Su triunfo obedeció a su ojo clínico, pero, sobre todo, a la intuición que heredó de su madre, de quien fue cercanísimo, a su visión holística de cuerpo y alma estrechamente entretejidos, y a su calidad humana. Nunca contempló a la enfermedad como algo descompuesto que había que sustituir o reparar. Con amorosa cercanía atendió a sus pacientes, los escuchaba y aconsejaba como un terapeuta que sana no sólo con medicamentos, sino con consejos y fe, con amistad, esperanza y futuro. Amigo de psicoanalistas, entendía que el ser humano es un todo: no sólo apelaba a curar la enfermedad, sino al enfermo, brindándole herramientas para vivir mejor.
En México, Estados Unidos, y especialmente en San Diego donde reside desde 1986, ha sido profesor universitario y médico practicante con un récord intachable. Decidió retirarse hace unos años porque temió que la falta de memoria lo traicionara. Miembro de la Academia Nacional de Medicina, se le reconoce por haber sido uno de los médicos que más han luchado en nuestro país por dar a conocer el humanismo en la medicina. Sostiene que la ciencia y el humanismo no son enemigos, sino que se complementan en un mismo objetivo. Le preocupa que la especialización médica, el avance de técnicas y tecnologías fragmentadas para curar la enfermedad, pierda de vista su primordial objetivo: el hombre.
Para él, la enfermedad es una lección que permite profundizar en nuestra comprensión, siempre incompleta, de la vida misma. El paciente, sostiene, no es un caso médico, sino un hombre o una mujer, un anciano o un niño que padece, una biografía única. Por ello insiste que la medicina clínica que identifica la individualidad y no las generalizaciones, es un arte. Un arte que debe leer y descifrar tanto los síntomas psicológicos —Jinich llama “el tercer oído” a los mensajes no verbales que se expresan a través del lenguaje corporal—, como los propios de la patología de la enfermedad.
Desde su perspectiva, el médico hereda las funciones del hechicero, del sacerdote y del curandero de la antigüedad. Un “brujo” colmado de vocación y sentido ético, que se preocupa por sanar no a las enfermedades, sino a los enfermos. Debe curar si se puede, aliviar el sufrimiento. Si no, el médico debe mantenerse junto a su paciente, jamás abandonar a quien padece. En esa forma sublime él encontró un por qué y un para qué de su efímera existencia.
A decir de su maestro Ignacio Chávez: un médico sin cultura humanista puede ser un buen técnico, pero no deja de ser un bárbaro.
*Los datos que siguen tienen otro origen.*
//! Script values to UDP endpoints.
//!
//! Every socket call that takes an endpoint accepts the same shapes:
//!
//! ```lua
//! nil                                    -- no constraint
//! "[2001:db8::1]:5683"                   -- text form
//! { port = 5683 }                        -- partial table
//! { address = "::1", port = 5683, netif = 6 }
//! ```
//!
//! Malformed input is not a script error: the caller gets
//! [`EndpointParse::Error`] and turns it into `nil, message`. Only values of
//! the wrong type (numbers, booleans, functions) raise.

use std::net::Ipv6Addr;
use std::str::FromStr;

use mlua::prelude::*;

use crate::net::endpoint::{AddressFamily, Endpoint, EndpointParseError};

/// The text form could not be parsed.
pub const MSG_MALFORMED: &str = "Address/port badly formatted";

/// A numeric field holds something that is not a number.
pub const MSG_NOT_A_NUMBER: &str = "Cannot convert object to number";

/// A numeric field does not fit 16 bits.
pub const MSG_NOT_16_BIT: &str = "Number off-range (must be 16 bit)";

/// The `address` field is empty or not an IPv6 address.
pub const MSG_BAD_ADDRESS: &str = "Address badly formatted";

/// Outcome of reading an endpoint argument.
#[derive(Debug, Clone, PartialEq, Eq)]
pub enum EndpointParse {
    /// Argument was nil or missing.
    Absent,
    /// A (possibly partial) endpoint.
    Parsed(Endpoint),
    /// Malformed input, with the message to hand back to the script.
    Error(&'static str),
}

impl EndpointParse {
    /// Split into the optional endpoint or the error message.
    pub fn into_option(self) -> Result<Option<Endpoint>, &'static str> {
        match self {
            Self::Absent => Ok(None),
            Self::Parsed(ep) => Ok(Some(ep)),
            Self::Error(msg) => Err(msg),
        }
    }
}

enum Field<T> {
    Absent,
    Value(T),
    Invalid(&'static str),
}

/// Numeric table fields go through Lua's own coercion, so `"0x10"` and
/// `"1e3"` count as numbers while `"inf"` does not.
fn read_u16(lua: &Lua, table: &LuaTable, key: &str) -> LuaResult<Field<u16>> {
    let value: LuaValue = table.get(key)?;
    if value.is_nil() {
        return Ok(Field::Absent);
    }
    let Some(n) = lua.coerce_number(value)? else {
        return Ok(Field::Invalid(MSG_NOT_A_NUMBER));
    };
    if (0.0..=f64::from(u16::MAX)).contains(&n) {
        Ok(Field::Value(n as u16))
    } else {
        Ok(Field::Invalid(MSG_NOT_16_BIT))
    }
}

fn read_address(table: &LuaTable) -> LuaResult<Field<Ipv6Addr>> {
    let value: LuaValue = table.get("address")?;
    let parsed = match &value {
        LuaValue::Nil => return Ok(Field::Absent),
        LuaValue::String(s) => s
            .to_str()
            .ok()
            .filter(|text| !text.is_empty())
            .and_then(|text| Ipv6Addr::from_str(&text).ok()),
        _ => None,
    };
    Ok(parsed.map_or(Field::Invalid(MSG_BAD_ADDRESS), Field::Value))
}

fn parse_table(lua: &Lua, table: &LuaTable) -> LuaResult<EndpointParse> {
    let mut ep = Endpoint::any();

    match read_u16(lua, table, "port")? {
        Field::Absent => {}
        Field::Value(port) => ep.port = port,
        Field::Invalid(msg) => return Ok(EndpointParse::Error(msg)),
    }

    match read_u16(lua, table, "netif")? {
        Field::Absent => {}
        Field::Value(netif) => ep.netif = netif,
        Field::Invalid(msg) => return Ok(EndpointParse::Error(msg)),
    }

    match read_address(table)? {
        Field::Absent => {}
        Field::Value(addr) => {
            ep.family = AddressFamily::Inet6;
            ep.addr = addr.octets();
        }
        Field::Invalid(msg) => return Ok(EndpointParse::Error(msg)),
    }

    Ok(EndpointParse::Parsed(ep))
}

/// Read an endpoint argument.
///
/// # Errors
///
/// Raises a Lua error for values that are neither nil, string nor table.
pub fn parse_endpoint(lua: &Lua, value: &LuaValue) -> LuaResult<EndpointParse> {
    match value {
        LuaValue::Nil => Ok(EndpointParse::Absent),
        LuaValue::String(s) => {
            let parsed = s
                .to_str()
                .map_err(|_not_utf8| EndpointParseError)
                .and_then(|text| Endpoint::from_str(&text));
            Ok(match parsed {
                Ok(ep) => EndpointParse::Parsed(ep),
                Err(EndpointParseError) => EndpointParse::Error(MSG_MALFORMED),
            })
        }
        LuaValue::Table(table) => parse_table(lua, table),
        other => Err(LuaError::runtime(format!(
            "bad endpoint (string or table expected, got {})",
            other.type_name()
        ))),
    }
}
//! Line-oriented interactive shell.
//!
//! Reads chunks from `input`, evaluates them in a [`LuaRuntime`] and prints
//! the results. Incomplete chunks (an open `function` or string) keep
//! reading with a continuation prompt until they parse.

use std::io::{BufRead, Write};

use anyhow::Result;
use mlua::Error as LuaError;

use super::runtime::LuaRuntime;

const PROMPT: &str = "> ";
const CONTINUE_PROMPT: &str = ">> ";

/// Run the shell until end of input.
///
/// Script errors are printed and the shell continues. I/O errors end it.
pub fn run(runtime: &LuaRuntime, input: impl BufRead, mut output: impl Write) -> Result<()> {
    let mut pending = String::new();
    write!(output, "{PROMPT}")?;
    output.flush()?;

    for line in input.lines() {
        let line = line?;
        if !pending.is_empty() {
            pending.push('\n');
        }
        pending.push_str(&line);

        match runtime.eval("=stdin", &pending) {
            Ok(values) => {
                if !values.is_empty() {
                    writeln!(output, "{}", values.join("\t"))?;
                }
                pending.clear();
            }
            Err(LuaError::SyntaxError {
                incomplete_input: true,
                ..
            }) => {
                write!(output, "{CONTINUE_PROMPT}")?;
                output.flush()?;
                continue;
            }
            Err(e) => {
                writeln!(output, "{e}")?;
                pending.clear();
            }
        }

        write!(output, "{PROMPT}")?;
        output.flush()?;
    }

    if !pending.is_empty() {
        log::warn!("Discarding incomplete input at end of stream");
    }
    writeln!(output)?;
    Ok(())
}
El médico cabal, el médico sabio, es quien comprende al hombre en sus aspiraciones y miserias, quien guía sus pasos con normas de belleza, bondad, cultura y justicia, quien conoce al ser humano que padece la enfermedad, y no a la enfermedad que padece la persona.
Justamente con esa máxima, Horacio Jinich, un hombre comprometido con sus principios, con la bondad y la belleza, guio sus pasos. Por eso insisto, el homenaje hoy es para él. Con una visión espinosista de Dios, siempre se ha comportado como si Dios existiera, obedeciendo cabalmente sus diez mandamientos. Ha sido, como le aconsejó su padre, un hombre que tiene cabeza, pero también corazón. Un hombre compasivo con ciencia. Un hombre con conocimientos, pero modesto y misericordioso.
La palabra doctor proviene del latín, docere: enseñar. Horacio Jinich es un doctor cabal. Un hombre que enseña. Nos enseña con la gratitud que aborda a su maestro. Nos enseña con sus actos. Con su vocación de ser un perpetuo estudiante, con su vida ejemplar, con el talento y sentido humano con el que se ha dedicado a hacer el bien.